Gli editori delle riviste scientifiche hanno paura dell’open access. Non sarebbe una gran notizia se non fosse che sembra che abbiano incaricato Eric Dezenhall, il cosiddetto Pitbull dei PR, di aiutarli a opporre resistenza alla marea del movimento open.

La notizia l’ha data Nature qualche giorno fa, affrettatevi a leggerla finchè è gratis.

Si dà il caso che Eric e la sua Dezenhall Resources siano specializzati in operazioni di public relation, diciamo, per risollevare le sorti mediatiche di personaggi famosi o corporation in difficoltà. C’era lui dietro ai soldi che la ExxonMobil spendeva per screditare Greenpeace, almeno così sostiene Business Week. Il nostro ha lavorato anche per Enron, per le multinazionali del farmaco eccetera. La sua missione è «disseminare ‘buone notizie’ per proteggere la reputazione e le attività di chi deve fronteggiare accuse gratuite o pericoli».

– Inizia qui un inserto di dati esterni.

#[tokio::test]
async fn concurrent_reservations_single_winner() {
    let engine = Arc::new(
        Engine::new(test_wal_path("concurrent_reserve.wal"), Arc::new(NotifyHub::new())).unwrap(),
    );

    let slot = k("2025-06-21", "14:00");
    let tid = teacher_with_slots(&engine, "T1", "kids", &[slot]).await;

    let mut handles = Vec::new();
    for _ in 0..10 {
        let eng = engine.clone();
        handles.push(tokio::spawn(async move {
            eng.reserve_slot(tid, slot, Occupant::Student(Ulid::new())).await
        }));
    }

    let mut won = 0;
    let mut conflicts = 0;
    for h in handles {
        match h.await.unwrap() {
            Ok(()) => won += 1,
            Err(EngineError::SlotConflict { .. }) => conflicts += 1,
            Err(e) => panic!("unexpected error: {e}"),
        }
    }
    assert_eq!(won, 1);
    assert_eq!(conflicts, 9);
}

#[tokio::test]
async fn free_is_idempotent() {
    let engine = Engine::new(test_wal_path("free_idem.wal"), Arc::new(NotifyHub::new())).unwrap();

    let slot = k("2025-06-21", "14:00");
    let tid = teacher_with_slots(&engine, "T1", "kids", &[slot]).await;
    engine.reserve_slot(tid, slot, Occupant::Student(Ulid::new())).await.unwrap();

    engine.free_slot(tid, slot).await.unwrap();
    engine.free_slot(tid, slot).await.unwrap(); // second free is a no-op

    // freed slot can be reserved again
    engine.reserve_slot(tid, slot, Occupant::Student(Ulid::new())).await.unwrap();
}

#[tokio::test]
async fn free_unknown_cell_not_found() {
    let engine = Engine::new(test_wal_path("free_unknown.wal"), Arc::new(NotifyHub::new())).unwrap();

    let tid = teacher_with_slots(&engine, "T1", "kids", &[]).await;
    let result = engine.free_slot(tid, k("2025-06-21", "14:00")).await;
    assert!(matches!(result, Err(EngineError::NotFound(_))));
}

// ── Assignment engine ────────────────────────────────────

#[tokio::test]
async fn booking_creates_record_and_first_session() {
    let engine = Engine::new(test_wal_path("book_basic.wal"), Arc::new(NotifyHub::new())).unwrap();

    let slot = k("2025-06-21", "14:00");
    let tid = teacher_with_slots(&engine, "T1", "kids", &[slot]).await;

    let trial = engine.book_trial(trial_req("kids", slot)).await.unwrap();
    assert_eq!(trial.teacher_id, tid);
    assert_eq!(trial.status, TrialStatus::Pending);
    assert_eq!(trial.trial_date, Some(slot.date));
    assert_eq!(trial.trial_time, Some(slot.time));
    assert!(trial.code.starts_with("TR-"));

    let history = engine.history(trial.id).await.unwrap();
    assert_eq!(history.len(), 1);
    assert_eq!(history[0].session_number, 1);
    assert_eq!(history[0].status, SessionStatus::Scheduled);
    assert_eq!(history[0].scheduled_date, slot.date);

    // the slot is now booked by the student
    let views = engine.list_available(tid, slot.date).await.unwrap();
    assert_eq!(views[0].occupant, Some(Occupant::Student(trial.id)));
}

#[tokio::test]
async fn round_robin_alternates_between_teachers() {
    let engine = Engine::new(test_wal_path("round_robin.wal"), Arc::new(NotifyHub::new())).unwrap();

    let slots: Vec<SlotKey> = ["10:00", "11:00", "12:00", "13:00"]
        .iter()
        .map(|time| k("2025-06-21", time))
        .collect();
    let a = teacher_with_slots(&engine, "T1", "kids", &slots).await;
    let b = teacher_with_slots(&engine, "T2", "kids", &slots).await;
    let first = a.min(b);
    let second = a.max(b);

    let mut assigned = Vec::new();
    for slot in &slots {
        let trial = engine.book_trial(trial_req("kids", *slot)).await.unwrap();
        assigned.push(trial.teacher_id);
    }
    // fresh teachers tie on seq 0, id ascending breaks the tie; after that
    // the least-recently-assigned teacher is preferred
    assert_eq!(assigned, vec![first, second, first, second]);
}

#[tokio::test]
async fn assignment_ignores_other_categories() {
    let engine = Engine::new(test_wal_path("category.wal"), Arc::new(NotifyHub::new())).unwrap();

    let slot = k("2025-06-21", "14:00");
    teacher_with_slots(&engine, "T1", "adults", &[slot]).await;

    let result = engine.book_trial(trial_req("kids", slot)).await;
    assert!(matches!(result, Err(EngineError::NoCandidate { .. })));
}

#[tokio::test]
async fn no_candidate_when_requested_cell_taken() {
    let engine = Engine::new(test_wal_path("cell_taken.wal"), Arc::new(NotifyHub::new())).unwrap();

    let slot = k("2025-06-21", "14:00");
    teacher_with_slots(&engine, "T1", "kids", &[slot]).await;

    engine.book_trial(trial_req("kids", slot)).await.unwrap();
    let result = engine.book_trial(trial_req("kids", slot)).await;
    assert!(matches!(result, Err(EngineError::NoCandidate { category }) if category == "kids"));
}

#[tokio::test]
async fn concurrent_bookings_fill_both_teachers() {
    let engine = Arc::new(
        Engine::new(test_wal_path("concurrent_book.wal"), Arc::new(NotifyHub::new())).unwrap(),
    );

    let slot = k("2025-06-21", "14:00");
    teacher_with_slots(&engine, "T1", "kids", &[slot]).await;
    teacher_with_slots(&engine, "T2", "kids", &[slot]).await;

    let mut handles = Vec::new();
    for _ in 0..4 {
        let eng = engine.clone();
        handles.push(tokio::spawn(async move { eng.book_trial(trial_req("kids", slot)).await }));
    }

    let mut booked = Vec::new();
    let mut exhausted = 0;
    for h in handles {
        match h.await.unwrap() {
            Ok(trial) => booked.push(trial.teacher_id),
            Err(EngineError::NoCandidate { .. }) => exhausted += 1,
            Err(e) => panic!("unexpected error: {e}"),
        }
    }
    // two cells exist at that (date, time); the two winners landed on
    // distinct teachers, the rest were told no capacity remains
    assert_eq!(booked.len(), 2);
    assert_eq!(exhausted, 2);
    assert_ne!(booked[0], booked[1]);
}

#[tokio::test]
async fn family_booking_creates_group_members_and_shared_session() {
    let engine = Engine::new(test_wal_path("book_family.wal"), Arc::new(NotifyHub::new())).unwrap();

    let slot = k("2025-06-21", "16:00");
    let tid = teacher_with_slots(&engine, "T1", "kids", &[slot]).await;

    let group = engine.book_family(family_req("kids", slot, 3)).await.unwrap();
    assert_eq!(group.teacher_id, tid);
    assert_eq!(group.student_count(), 3);
    assert!(group.code.starts_with("FM-"));

    // members mirror the group's schedule and status
    for mid in &group.member_ids {
        let member = engine.trial_view(*mid).await.unwrap();
        assert_eq!(member.family_id, Some(group.id));
        assert_eq!(member.teacher_id, tid);
        assert_eq!(member.trial_date, group.trial_date);
        assert_eq!(member.status, TrialStatus::Pending);
    }

    // one shared session, reachable through any member
    let group_history = engine.history(group.id).await.unwrap();
    assert_eq!(group_history.len(), 1);
    let member_history = engine.history(group.member_ids[0]).await.unwrap();
    assert_eq!(member_history, group_history);

    // the slot is held by the family, not any individual member
    let views = engine.list_available(tid, slot.date).await.unwrap();
    assert_eq!(views[0].occupant, Some(Occupant::Family(group.id)));
}

#[tokio::test]
async fn family_member_count_limits() {
    let engine = Engine::new(test_wal_path("family_limits.wal"), Arc::new(NotifyHub::new())).unwrap();

    let slot = k("2025-06-21", "16:00");
    teacher_with_slots(&engine, "T1", "kids", &[slot]).await;

    let empty = engine.book_family(family_req("kids", slot, 0)).await;
    assert!(matches!(empty, Err(EngineError::LimitExceeded(_))));

    let oversized = engine
        .book_family(family_req("kids", slot, MAX_FAMILY_MEMBERS + 1))
        .await;
    assert!(matches!(oversized, Err(EngineError::LimitExceeded(_))));
}

// ── Status state machine ─────────────────────────────────

#[tokio::test]
async fn full_lifecycle_with_role_gates() {
    let engine = Engine::new(test_wal_path("lifecycle.wal"), Arc::new(NotifyHub::new())).unwrap();

    let slot = k("2025-06-21", "14:00");
    teacher_with_slots(&engine, "T1", "kids", &[slot]).await;
    let trial = engine.book_trial(trial_req("kids", slot)).await.unwrap();

    for (role, to) in [
        (Role::Teacher, TrialStatus::Confirmed),
        (Role::Teacher, TrialStatus::TrialCompleted),
        (Role::Sales, TrialStatus::AwaitingPayment),
        (Role::Sales, TrialStatus::Paid),
        (Role::Sales, TrialStatus::Active),
        (Role::Admin, TrialStatus::Expired),
        (Role::Sales, TrialStatus::AwaitingPayment), // renewal
    ] {
        engine.change_status(role, trial.id, to).await.unwrap();
        assert_eq!(engine.trial_view(trial.id).await.unwrap().status, to);
    }
}

#[tokio::test]
async fn undefined_transition_rejected_before_role_check() {
    let engine = Engine::new(test_wal_path("bad_transition.wal"), Arc::new(NotifyHub::new())).unwrap();

    let slot = k("2025-06-21", "14:00");
    teacher_with_slots(&engine, "T1", "kids", &[slot]).await;
    let trial = engine.book_trial(trial_req("kids", slot)).await.unwrap();

    // pending → active is not in the table for anyone
    let result = engine.change_status(Role::Supervisor, trial.id, TrialStatus::Active).await;
    assert!(matches!(result, Err(EngineError::InvalidTransition { .. })));
}

#[tokio::test]
async fn wrong_role_denied_and_state_unchanged() {
    let engine = Engine::new(test_wal_path("wrong_role.wal"), Arc::new(NotifyHub::new())).unwrap();

    let slot = k("2025-06-21", "14:00");
    teacher_with_slots(&engine, "T1", "kids", &[slot]).await;
    let trial = engine.book_trial(trial_req("kids", slot)).await.unwrap();

    let result = engine.change_status(Role::Sales, trial.id, TrialStatus::Confirmed).await;
    assert!(matches!(result, Err(EngineError::PermissionDenied { .. })));
    assert_eq!(engine.trial_view(trial.id).await.unwrap().status, TrialStatus::Pending);
}

#[tokio::test]
async fn family_transition_mirrors_all_members() {
    let engine = Engine::new(test_wal_path("family_status.wal"), Arc::new(NotifyHub::new())).unwrap();

    let slot = k("2025-06-21", "16:00");
    teacher_with_slots(&engine, "T1", "kids", &[slot]).await;
    let group = engine.book_family(family_req("kids", slot, 3)).await.unwrap();

    engine
        .change_family_status(Role::Teacher, group.id, TrialStatus::Confirmed)
        .await
        .unwrap();

    assert_eq!(engine.family_view(group.id).await.unwrap().status, TrialStatus::Confirmed);
    for mid in &group.member_ids {
        assert_eq!(engine.trial_view(*mid).await.unwrap().status, TrialStatus::Confirmed);
    }
}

Ecco perchè Elsevier e la Association of American Publishers, insomma i più grandi editori di riviste scientifiche, si affidano a lui per rispondere alla minaccia dell’open access. La strategia di Dezenhall è semplice: sostenere che «open access è uguale a censura governativa» e «dipingere un mondo senza articoli sottoposti a peer review».

Purtroppo le persone intervistate da Nature non hanno rivelato la quantità di denaro che sarà impiegata nelle future operazioni di public relations anti open access.